I wondered why I hadn’t run into any Gizmodo folks. And I realized it’s cause I never have met any of them anywhere else. While Jason and Peter have had public events, and shown up at conferences from Gnomdex to Reboot and had introduced themselves often, I never have met Nick Denton or the crew that does Gizmodo.
Which one do I trust more? Which one do I have more brand affinity to? Which one do I link to more often? That’s right, Engadget, cause I have a personal relationship there.
Anyway, thanks to Waggener Edstrom for opening up a suite in the Wynn for bloggers. That was a great place to relax and get on the Internet and post stories. Hope they do that again in the future.
To tell you the truth, I’m not so excited about these styles of shows anymore. If it weren’t for the fun people I met at CES Camp, or on the show floor, I would be perfectly happy to miss the event and watch it on Engadget, CNET News.com, Gizmodo, Google News, or Gear Live.
Oh, on the way home last night who was sitting next to me? Jay Greene from BusinessWeek and Charles Walker, senior vice president of investments for Oppenheimer. Interesting and nice guys both. Earlier at the airport Jay introduced me to Stephen Manes, columnist for Forbes.
How did you watch news coming from the CES?
Publishers occassionally ask me whether they can send me books so that I can review them. Increasingly I’m turning them down (it makes me feel guilty when I don’t write about them).
But, I met the publisher, William Pollock, of NoStarch Press at BarCamp over the summer and liked him and his books sounded interesting, even if they were mostly about tech topics I wasn’t that interested in.
Anyway, they asked a while back if I’d like some books and I said sure. So, today when I get back from CES I found one waiting for me titled “Just Say No to Microsoft.”
Now, on first reading, you might think I should be offended by such a book. After all, the basic premise of the book is to live life without Microsoft. Switch to a Mac or a Linux machine and all that. The subtitle of the book is “How to Ditch Microsoft And Why It’s Not as Hard As You Think.”
But, I find that I learn more from contrarian approaches than from the “everything is hunky dory” approach and this one hasn’t disappointed yet.
Every Microsoft engineer and product planner should read it.
Why? It’s a great specification for where our products fall short and demonstrates very well how our products and company are being perceived on the street.

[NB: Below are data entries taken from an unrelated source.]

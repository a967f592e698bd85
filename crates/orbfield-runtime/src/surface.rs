//! The drawing surface contract and its single-transfer handle

use orbfield_particles::{CommandRecorder, DrawContext, DrawStats};
use std::sync::Arc;

/// A drawable target with pixel dimensions and a 2D context.
///
/// The context may not be resolvable yet; `None` means "not ready".
pub trait Surface {
    fn width(&self) -> u32;
    fn height(&self) -> u32;
    fn context(&mut self) -> Option<&mut dyn DrawContext>;
}

/// Move-only wrapper that carries a surface into a controller.
///
/// There is no `Clone` and no way back out for the sender: once the handle is
/// sent, the host has nothing left to draw with.
pub struct SurfaceHandle<S> {
    surface: S,
}

impl<S: Surface> SurfaceHandle<S> {
    pub fn new(surface: S) -> Self {
        Self { surface }
    }

    pub(crate) fn into_surface(self) -> S {
        self.surface
    }
}

impl<S> std::fmt::Debug for SurfaceHandle<S> {
    fn fmt(&self, f: &mut std::fmt::Formatter<'_>) -> std::fmt::Result {
        f.write_str("SurfaceHandle(..)")
    }
}

/// Headless surface backed by a [`CommandRecorder`]
pub struct RecordingSurface {
    width: u32,
    height: u32,
    recorder: CommandRecorder,
    ready: bool,
}

impl RecordingSurface {
    /// Keeps the full command log
    pub fn new(width: u32, height: u32) -> Self {
        Self {
            width,
            height,
            recorder: CommandRecorder::new(),
            ready: true,
        }
    }

    /// Counts draw calls only
    pub fn counting(width: u32, height: u32) -> Self {
        Self {
            recorder: CommandRecorder::counting(),
            ..Self::new(width, height)
        }
    }

    /// A surface whose context cannot be resolved yet
    pub fn unready(width: u32, height: u32) -> Self {
        Self {
            ready: false,
            ..Self::new(width, height)
        }
    }

    pub fn set_ready(&mut self, ready: bool) {
        self.ready = ready;
    }

    pub fn resize(&mut self, width: u32, height: u32) {
        self.width = width;
        self.height = height;
    }

    pub fn recorder(&self) -> &CommandRecorder {
        &self.recorder
    }

    pub fn recorder_mut(&mut self) -> &mut CommandRecorder {
        &mut self.recorder
    }

    /// Counters that stay readable after the surface is handed off
    pub fn stats(&self) -> Arc<DrawStats> {
        self.recorder.stats()
    }
}

impl Surface for RecordingSurface {
    fn width(&self) -> u32 {
        self.width
    }

    fn height(&self) -> u32 {
        self.height
    }

    fn context(&mut self) -> Option<&mut dyn DrawContext> {
        if self.ready {
            Some(&mut self.recorder)
        } else {
            None
        }
    }
}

If that was the extent of it (to be a bible to people who hate Microsoft, and to be a spec for Microsofties for how to improve our products) then that’d be a fine reason to have this book, but there’s more.
I actually am learning how to do stuff on Microsoft’s products that I didn’t know before. There’s a ton of tips in this book about how to use Microsoft stuff. Which, is sorta funny, given the title and premise for the book.
Oh, and John Dvorak says he isn’t getting paid attention to by Microsoft’s PR folks anymore in the foreward. Oh, John, I thought you were a blogger now and Christopher Coulter keeps telling me not to pay so much attention to bloggers (and particularly to ones that don’t seem to write much about tech)! Just kidding, you know you can just write me an email if you aren’t getting good info from us anymore. I’ll go shoot a video and get all the answers you need.
And, to Tony Bove, you never expected an endorsement for your book from a Microsoft employee, did you?